Give Customers What They Want

Rebecca Morgan, President of Cleveland, Ohio's Fulcrum ConsultingWorks, Inc, reminds us that customer expectations are always changing. It's important to stay current with them, if not help them be set.

"Two current trends that impact every mid-sized manufacturing business are (1) location independence, and 2) user-controlled pull. Think Sirius satellite radio for the first, and Netflix for the second. But this isn't just about entertainment. Your customers want what they want, when and where they want it. Location independence and user-controlled pull both speak to that expectation. The big change is that they simply won't accept anything else now. The impact on your manufacturing operations strategy is significant," she said.

Innovate in How You Engage Customers

Gayle Lantz, founder of WorkMatters, Inc., (www.workmatters) a leadership consulting firm based in Birmingham, Alabama, says, "companies can get ahead of customer expectations by studying trends and better understanding the demographics of the markets they serve".

According to Ms. Lantz, "It's not safe to assume that your market wants to be served in the way you want to serve them. You need a versatile approach."

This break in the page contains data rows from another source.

/// Actions supported by this datapath, as advertised in `OfpSwitchFeatures`.
pub const OFP_SUPPORTED_ACTIONS: u32 = (1 << OfpActionType::Output as u32)
    | (1 << OfpActionType::SetVlanVid as u32)
    | (1 << OfpActionType::SetVlanPcp as u32)
    | (1 << OfpActionType::StripVlan as u32)
    | (1 << OfpActionType::SetDlSrc as u32)
    | (1 << OfpActionType::SetDlDst as u32)
    | (1 << OfpActionType::SetNwSrc as u32)
    | (1 << OfpActionType::SetNwDst as u32)
    | (1 << OfpActionType::SetTpSrc as u32)
    | (1 << OfpActionType::SetTpDst as u32)
    | (1 << OfpActionType::SetMplsLabel as u32)
    | (1 << OfpActionType::SetMplsExp as u32);

/// Length of the action header: type and length
pub const OFP_ACTION_HEADER_LEN: usize = 4;
/// Length of `OfpActionType::Output` and `OfpVportActionType::Output`
pub const OFP_ACTION_OUTPUT_LEN: usize = 16;
/// Length of the address setting actions for Ethernet
pub const OFP_ACTION_DL_ADDR_LEN: usize = 16;
/// Length of every other standard action
pub const OFP_ACTION_SHORT_LEN: usize = 8;

/// The type of a virtual port table action
#[derive(Debug, Clone, Copy, PartialEq)]
pub enum OfpVportActionType {
    /// Output to switch port.
    Output = 0,
    /// Remove the top MPLS header.
    PopMpls = 1,
    /// Push a new MPLS header.
    PushMpls = 2,
    /// Set the top MPLS label.
    SetMplsLabel = 3,
    /// Set the top MPLS traffic class.
    SetMplsExp = 4,
}

impl OfpVportActionType {
    pub fn from_u16(typ: u16) -> Option<OfpVportActionType> {
        Some(match typ {
            0 => OfpVportActionType::Output,
            1 => OfpVportActionType::PopMpls,
            2 => OfpVportActionType::PushMpls,
            3 => OfpVportActionType::SetMplsLabel,
            4 => OfpVportActionType::SetMplsExp,
            _ => return None,
        })
    }
}

/// Virtual port actions supported by this datapath.
pub const OFP_SUPPORTED_VPORT_TABLE_ACTIONS: u32 = (1 << OfpVportActionType::Output as u32)
    | (1 << OfpVportActionType::PopMpls as u32)
    | (1 << OfpVportActionType::PushMpls as u32)
    | (1 << OfpVportActionType::SetMplsLabel as u32)
    | (1 << OfpVportActionType::SetMplsExp as u32);

/// Length of `OfpVportActionType::PushMpls`
pub const OFP_VPORT_ACTION_PUSH_MPLS_LEN: usize = 16;

/* Vendor extensions. */
/// Nicira Networks vendor ID
pub const NX_VENDOR_ID: u32 = 0x0000_2320;
/// Ericsson vendor ID
pub const ER_VENDOR_ID: u32 = 0x0000_1320;
/// Length of a vendor action's fixed header: type, length and vendor
pub const OFP_ACTION_VENDOR_HEADER_LEN: usize = 8;
/// Length of every Ericsson action
pub const ER_ACTION_LEN: usize = 16;

/// Subtypes of Ericsson vendor actions
#[derive(Debug, Clone, Copy, PartialEq)]
pub enum ErActionSubtype {
    /// Push a new MPLS header.
    PushMpls = 0,
    /// Remove the top MPLS header.
    PopMpls = 1,
}

/* ## --------------------------- ## */
/* ## OpenFlow Flow Modification. ## */
/* ## --------------------------- ## */

/// The command that is embedded in a flow mod message
#[derive(Debug, Clone, Copy, PartialEq)]
pub enum OfpFlowModCommand {
    /// New flow.
    Add = 0,
    /// Modify all matching flows.
    Modify = 1,
    /// Modify entry strictly matching wildcards and priority.
    ModifyStrict = 2,
    /// Delete all matching flows.
    Delete = 3,
    /// Delete entry strictly matching wildcards and priority.
    DeleteStrict = 4,
}

impl OfpFlowModCommand {
    pub fn from_u16(command: u16) -> Option<OfpFlowModCommand> {
        Some(match command {
            0 => OfpFlowModCommand::Add,
            1 => OfpFlowModCommand::Modify,
            2 => OfpFlowModCommand::ModifyStrict,
            3 => OfpFlowModCommand::Delete,
            4 => OfpFlowModCommand::DeleteStrict,
            _ => return None,
        })
    }
}

/// Send flow removed message when flow expires or is deleted.
pub const OFPFF_SEND_FLOW_REM: u16 = 1 << 0;
/// Check for overlapping entries first.
pub const OFPFF_CHECK_OVERLAP: u16 = 1 << 1;

/// Value used in `idle_timeout` and `hard_timeout` to indicate that the entry is permanent.
pub const OFP_FLOW_PERMANENT: u16 = 0;

/// By default, choose a priority in the middle.
pub const OFP_DEFAULT_PRIORITY: u16 = 0x8000;

/// A reserved buffer ID to express that no buffer is assigned
pub const OFP_NO_BUFFER: u32 = 0xffff_ffff;

/// The command that is embedded in a virtual port mod message
#[derive(Debug, Clone, Copy, PartialEq)]
pub enum OfpVportModCommand {
    /// New virtual port.
    Add = 0,
    /// Remove a virtual port.
    Delete = 1,
}

/* ## ------------------------ ## */
/* ## OpenFlow Statistics.     ## */
/* ## ------------------------ ## */

/// The kind of statistics requested
#[derive(Debug, Clone, Copy, PartialEq)]
pub enum OfpStatsType {
    /// Description of this OpenFlow switch.
    /// The request body is empty.
    /// The reply body is `OfpDescStats`.
    Desc = 0,
    /// Individual flow statistics.
    /// The request body is `OfpFlowStatsRequest`.
    /// The reply body is an array of `OfpFlowStats`.
    Flow = 1,
    /// Aggregate flow statistics.
    /// The request body is `OfpFlowStatsRequest`.
    /// The reply body is `OfpAggregateStats`.
    Aggregate = 2,
    /// Flow table statistics.
    /// The request body is empty.
    /// The reply body is an array of `OfpTableStats`.
    Table = 3,
    /// Physical port statistics.
    /// The request body is an array of 32 bit port numbers.
    /// The reply body is an array of `OfpPortStats`.
    Port = 4,
    /// Virtual port table statistics.
    /// The request body is empty.
    /// The reply body is `OfpVportTableStats`.
    PortTable = 5,
    /// Vendor extension.
    Vendor = 0xffff,
}

impl OfpStatsType {
    pub fn from_u16(typ: u16) -> Option<OfpStatsType> {
        Some(match typ {
            0 => OfpStatsType::Desc,
            1 => OfpStatsType::Flow,
            2 => OfpStatsType::Aggregate,
            3 => OfpStatsType::Table,
            4 => OfpStatsType::Port,
            5 => OfpStatsType::PortTable,
            0xffff => OfpStatsType::Vendor,
            _ => return None,
        })
    }
}

/// More replies to follow.
pub const OFPSF_REPLY_MORE: u16 = 1 << 0;

/// Wildcard table used for table config, flow stats and flow deletes.
pub const OFPTT_ALL: u8 = 0xff;

pub const DESC_STR_LEN: usize = 256;
pub const SERIAL_NUM_LEN: usize = 32;
pub const OFP_MAX_TABLE_NAME_LEN: usize = 32;
pub const OFP_MAX_PORT_NAME_LEN: usize = 16;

She gives the example of a sales person who would like to engage a customer in a phone call, yet the customer prefers texting or email communication. Ms. Lantz advises companies to continue to innovate how they engage their customers. One size does not fit all.

"Leaders must make the issue a priority if they expect to get ahead of customer expectations and stay ahead of the competition," she said.

Exceed Customer Expectations Through Conversational Intelligence

Dr. Maynard Brusman, a consulting psychologist, executive coach, and emotional intelligence/mindful leadership expert, notes, "You can thank, or blame, technology for elevated customer expectations. The amount of information that's available on our digital devices makes nearly everyone expect more. It's ironic that in the online world, in which so many business and personal interactions can be anonymous, customers want very personalized experiences."

According to Dr. Brusman, "Tracking the metrics behind delivering great customer experiences is critical. I recommend measuring it using a Net Promoter Score or a customer satisfaction tool like Client Heartbeat. You can synch Client Heartbeat up to most CRMs, and measure exactly how happy (or unhappy) your customers are."

Dr. Brusman advises his clients to "be attuned to evolving customer expectations by creating a positive emotional experience through engaged conversations focusing on the essentials of all connected relationships: intimacy and trust."

Beware of The Amazon Effect

"The Amazon Effect is the number one concern in manufacturing and supply chain organizations currently," points out Lisa Anderson, known as The Manufacturing Business TransformerSM and president of LMA Consulting Group, Inc., Claremont, CA. "The Amazon Effect is a metaphor for the aggravated customer expectations across the board – immediate deliveries, 24/7 availability, the expectation of customer knowledge and more.

"Our most successful clients keep a tight pulse on their customers ever-changing requirements. It is no longer good enough to keep up; instead, finding ways to get ahead of what will likely occur and suggest ideas and strategies to succeed is cornerstone to success," she said. "Don't think an automated survey is going to cut it. Customers expect a personalized and conversational approach."

Don't Treat All Customer Input Equally

"Comments from customers are always suspect for two reasons," said SAC CEO Alan Weiss, PhD. "One is that only the very unhappy or very happy tend to respond, and you don't hear from the great mass who are simply satisfied.

"The second is that all clients are not equal, and you need to listen to your best clients, who are your most profitable. The "pulse" is best kept by management reaching out in a personalized manner, not an automated one," he said.